Exercise directions — Output must match the data below exactly from its first line through the line that contains "pub const GRID_SIZE_RANGE: RangeInclusive<usize>", with no other line.

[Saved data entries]
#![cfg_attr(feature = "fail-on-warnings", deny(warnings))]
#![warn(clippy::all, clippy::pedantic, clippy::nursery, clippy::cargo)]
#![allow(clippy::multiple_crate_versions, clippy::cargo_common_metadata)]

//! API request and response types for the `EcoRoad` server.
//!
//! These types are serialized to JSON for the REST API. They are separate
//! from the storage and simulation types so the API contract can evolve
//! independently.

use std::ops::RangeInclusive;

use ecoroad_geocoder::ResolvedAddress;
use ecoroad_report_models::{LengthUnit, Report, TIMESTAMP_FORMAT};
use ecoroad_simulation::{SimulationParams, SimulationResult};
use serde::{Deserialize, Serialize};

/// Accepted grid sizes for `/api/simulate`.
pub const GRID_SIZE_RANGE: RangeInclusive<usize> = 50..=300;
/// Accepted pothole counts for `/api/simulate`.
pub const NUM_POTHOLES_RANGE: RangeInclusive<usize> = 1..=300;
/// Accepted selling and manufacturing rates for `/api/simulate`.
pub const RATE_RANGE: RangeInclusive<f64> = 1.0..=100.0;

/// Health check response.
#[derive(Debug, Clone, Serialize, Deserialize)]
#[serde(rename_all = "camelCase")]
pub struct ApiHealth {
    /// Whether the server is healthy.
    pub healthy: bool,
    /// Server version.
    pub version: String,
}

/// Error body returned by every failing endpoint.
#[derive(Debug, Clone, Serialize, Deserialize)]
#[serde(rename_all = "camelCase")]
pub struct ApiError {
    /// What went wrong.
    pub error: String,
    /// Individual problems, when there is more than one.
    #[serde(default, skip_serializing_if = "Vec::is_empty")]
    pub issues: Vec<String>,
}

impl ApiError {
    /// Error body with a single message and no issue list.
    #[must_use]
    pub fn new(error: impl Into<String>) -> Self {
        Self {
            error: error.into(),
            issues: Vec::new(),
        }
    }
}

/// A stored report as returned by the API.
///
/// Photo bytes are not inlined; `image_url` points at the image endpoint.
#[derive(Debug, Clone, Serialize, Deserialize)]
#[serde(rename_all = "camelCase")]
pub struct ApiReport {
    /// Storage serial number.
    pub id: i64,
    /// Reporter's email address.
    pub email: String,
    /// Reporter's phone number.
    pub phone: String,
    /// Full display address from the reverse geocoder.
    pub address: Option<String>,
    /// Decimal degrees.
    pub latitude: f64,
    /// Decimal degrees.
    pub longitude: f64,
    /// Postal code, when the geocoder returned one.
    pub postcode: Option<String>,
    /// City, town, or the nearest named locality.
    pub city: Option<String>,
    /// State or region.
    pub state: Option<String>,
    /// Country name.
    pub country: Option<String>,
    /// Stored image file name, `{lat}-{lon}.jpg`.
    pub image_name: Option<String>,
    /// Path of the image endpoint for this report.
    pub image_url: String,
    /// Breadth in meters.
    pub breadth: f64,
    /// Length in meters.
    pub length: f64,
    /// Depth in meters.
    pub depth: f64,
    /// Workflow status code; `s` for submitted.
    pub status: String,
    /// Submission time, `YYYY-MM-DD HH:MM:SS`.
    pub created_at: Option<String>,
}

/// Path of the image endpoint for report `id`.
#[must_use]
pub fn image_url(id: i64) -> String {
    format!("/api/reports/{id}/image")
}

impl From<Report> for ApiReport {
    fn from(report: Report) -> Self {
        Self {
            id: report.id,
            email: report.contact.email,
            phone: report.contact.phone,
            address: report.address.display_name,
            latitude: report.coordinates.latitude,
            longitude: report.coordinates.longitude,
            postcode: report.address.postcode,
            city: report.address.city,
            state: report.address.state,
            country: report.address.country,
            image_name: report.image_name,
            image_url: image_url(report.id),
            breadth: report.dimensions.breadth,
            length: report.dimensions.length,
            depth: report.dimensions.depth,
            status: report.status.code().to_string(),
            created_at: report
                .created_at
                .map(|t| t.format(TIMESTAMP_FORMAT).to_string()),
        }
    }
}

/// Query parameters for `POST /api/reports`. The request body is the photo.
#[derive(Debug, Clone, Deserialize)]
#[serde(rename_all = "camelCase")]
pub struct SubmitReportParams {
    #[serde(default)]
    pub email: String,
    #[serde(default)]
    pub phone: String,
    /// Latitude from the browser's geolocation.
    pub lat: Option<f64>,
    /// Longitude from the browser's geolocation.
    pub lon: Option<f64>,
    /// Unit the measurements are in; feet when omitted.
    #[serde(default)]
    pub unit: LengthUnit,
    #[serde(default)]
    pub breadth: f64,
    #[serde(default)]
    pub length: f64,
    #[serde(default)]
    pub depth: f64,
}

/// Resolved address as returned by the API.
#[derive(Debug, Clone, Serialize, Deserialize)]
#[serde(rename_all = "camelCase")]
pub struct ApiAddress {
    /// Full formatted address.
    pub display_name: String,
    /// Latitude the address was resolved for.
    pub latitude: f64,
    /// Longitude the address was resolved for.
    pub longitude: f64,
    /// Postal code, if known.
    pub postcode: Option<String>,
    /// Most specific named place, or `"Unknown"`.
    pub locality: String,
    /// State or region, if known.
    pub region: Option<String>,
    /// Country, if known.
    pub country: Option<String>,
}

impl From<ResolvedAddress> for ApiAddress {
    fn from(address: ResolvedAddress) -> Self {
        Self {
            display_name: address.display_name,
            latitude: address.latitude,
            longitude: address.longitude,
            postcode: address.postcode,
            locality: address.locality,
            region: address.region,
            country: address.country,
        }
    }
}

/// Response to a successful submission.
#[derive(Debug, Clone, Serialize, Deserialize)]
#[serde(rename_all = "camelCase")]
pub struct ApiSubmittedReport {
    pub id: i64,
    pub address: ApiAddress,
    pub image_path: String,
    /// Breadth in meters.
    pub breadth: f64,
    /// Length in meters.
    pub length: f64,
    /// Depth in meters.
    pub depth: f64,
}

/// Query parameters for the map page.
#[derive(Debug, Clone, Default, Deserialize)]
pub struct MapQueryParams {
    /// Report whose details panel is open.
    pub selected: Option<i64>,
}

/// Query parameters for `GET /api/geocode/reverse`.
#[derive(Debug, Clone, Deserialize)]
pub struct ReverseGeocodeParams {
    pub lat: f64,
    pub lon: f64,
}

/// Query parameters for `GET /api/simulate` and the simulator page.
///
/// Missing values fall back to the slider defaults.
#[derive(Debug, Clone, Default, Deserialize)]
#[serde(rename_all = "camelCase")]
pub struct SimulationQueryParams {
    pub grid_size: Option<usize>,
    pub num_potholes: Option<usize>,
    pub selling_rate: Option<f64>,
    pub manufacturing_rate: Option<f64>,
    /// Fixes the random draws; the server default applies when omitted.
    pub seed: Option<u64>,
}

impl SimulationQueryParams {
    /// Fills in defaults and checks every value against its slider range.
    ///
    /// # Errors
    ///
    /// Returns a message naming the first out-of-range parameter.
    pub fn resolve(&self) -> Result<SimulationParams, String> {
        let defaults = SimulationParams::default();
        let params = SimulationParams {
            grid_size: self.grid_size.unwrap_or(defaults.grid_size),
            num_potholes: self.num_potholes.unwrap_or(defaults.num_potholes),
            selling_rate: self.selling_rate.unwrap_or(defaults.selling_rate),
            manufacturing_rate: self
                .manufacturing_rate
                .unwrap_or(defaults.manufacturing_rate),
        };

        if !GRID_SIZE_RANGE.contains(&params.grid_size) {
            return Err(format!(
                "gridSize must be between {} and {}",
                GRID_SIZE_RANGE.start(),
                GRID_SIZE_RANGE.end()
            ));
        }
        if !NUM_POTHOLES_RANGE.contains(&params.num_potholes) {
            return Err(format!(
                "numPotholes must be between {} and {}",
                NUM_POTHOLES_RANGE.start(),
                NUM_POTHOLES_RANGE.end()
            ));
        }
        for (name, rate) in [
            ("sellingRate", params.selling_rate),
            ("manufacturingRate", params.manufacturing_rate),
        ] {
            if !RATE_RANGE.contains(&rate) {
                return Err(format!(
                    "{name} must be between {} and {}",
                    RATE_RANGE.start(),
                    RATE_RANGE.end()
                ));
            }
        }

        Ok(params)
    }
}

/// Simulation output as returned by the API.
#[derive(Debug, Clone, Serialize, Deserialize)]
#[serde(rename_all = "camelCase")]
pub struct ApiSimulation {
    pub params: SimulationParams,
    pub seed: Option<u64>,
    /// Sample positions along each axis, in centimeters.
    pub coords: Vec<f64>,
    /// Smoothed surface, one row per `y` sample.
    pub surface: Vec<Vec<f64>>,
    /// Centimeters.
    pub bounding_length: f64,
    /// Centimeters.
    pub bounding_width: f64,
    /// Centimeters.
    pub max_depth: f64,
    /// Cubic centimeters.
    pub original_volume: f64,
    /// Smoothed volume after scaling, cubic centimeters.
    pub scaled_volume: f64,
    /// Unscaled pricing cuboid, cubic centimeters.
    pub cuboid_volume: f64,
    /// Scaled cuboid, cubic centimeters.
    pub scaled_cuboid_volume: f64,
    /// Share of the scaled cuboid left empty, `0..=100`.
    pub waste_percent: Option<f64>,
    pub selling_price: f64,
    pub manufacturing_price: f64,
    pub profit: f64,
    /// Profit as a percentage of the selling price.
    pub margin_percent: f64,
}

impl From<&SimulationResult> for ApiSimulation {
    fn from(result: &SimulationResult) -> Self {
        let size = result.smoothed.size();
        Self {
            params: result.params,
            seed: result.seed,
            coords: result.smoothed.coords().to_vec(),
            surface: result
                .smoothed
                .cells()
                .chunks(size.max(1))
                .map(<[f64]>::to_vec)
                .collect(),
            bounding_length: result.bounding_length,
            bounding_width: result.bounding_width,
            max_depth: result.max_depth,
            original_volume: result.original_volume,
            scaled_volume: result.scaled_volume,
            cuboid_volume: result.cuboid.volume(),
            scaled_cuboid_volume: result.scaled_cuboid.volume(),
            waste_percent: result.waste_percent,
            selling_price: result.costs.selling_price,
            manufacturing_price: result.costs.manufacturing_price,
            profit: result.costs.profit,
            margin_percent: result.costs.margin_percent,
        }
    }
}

Completed exercise —
#![cfg_attr(feature = "fail-on-warnings", deny(warnings))]
#![warn(clippy::all, clippy::pedantic, clippy::nursery, clippy::cargo)]
#![allow(clippy::multiple_crate_versions, clippy::cargo_common_metadata)]

//! API request and response types for the `EcoRoad` server.
//!
//! These types are serialized to JSON for the REST API. They are separate
//! from the storage and simulation types so the API contract can evolve
//! independently.

use std::ops::RangeInclusive;

use ecoroad_geocoder::ResolvedAddress;
use ecoroad_report_models::{LengthUnit, Report, TIMESTAMP_FORMAT};
use ecoroad_simulation::{SimulationParams, SimulationResult};
use serde::{Deserialize, Serialize};

/// Accepted grid sizes for `/api/simulate`.
pub const GRID_SIZE_RANGE: RangeInclusive<usize> = 50..=300;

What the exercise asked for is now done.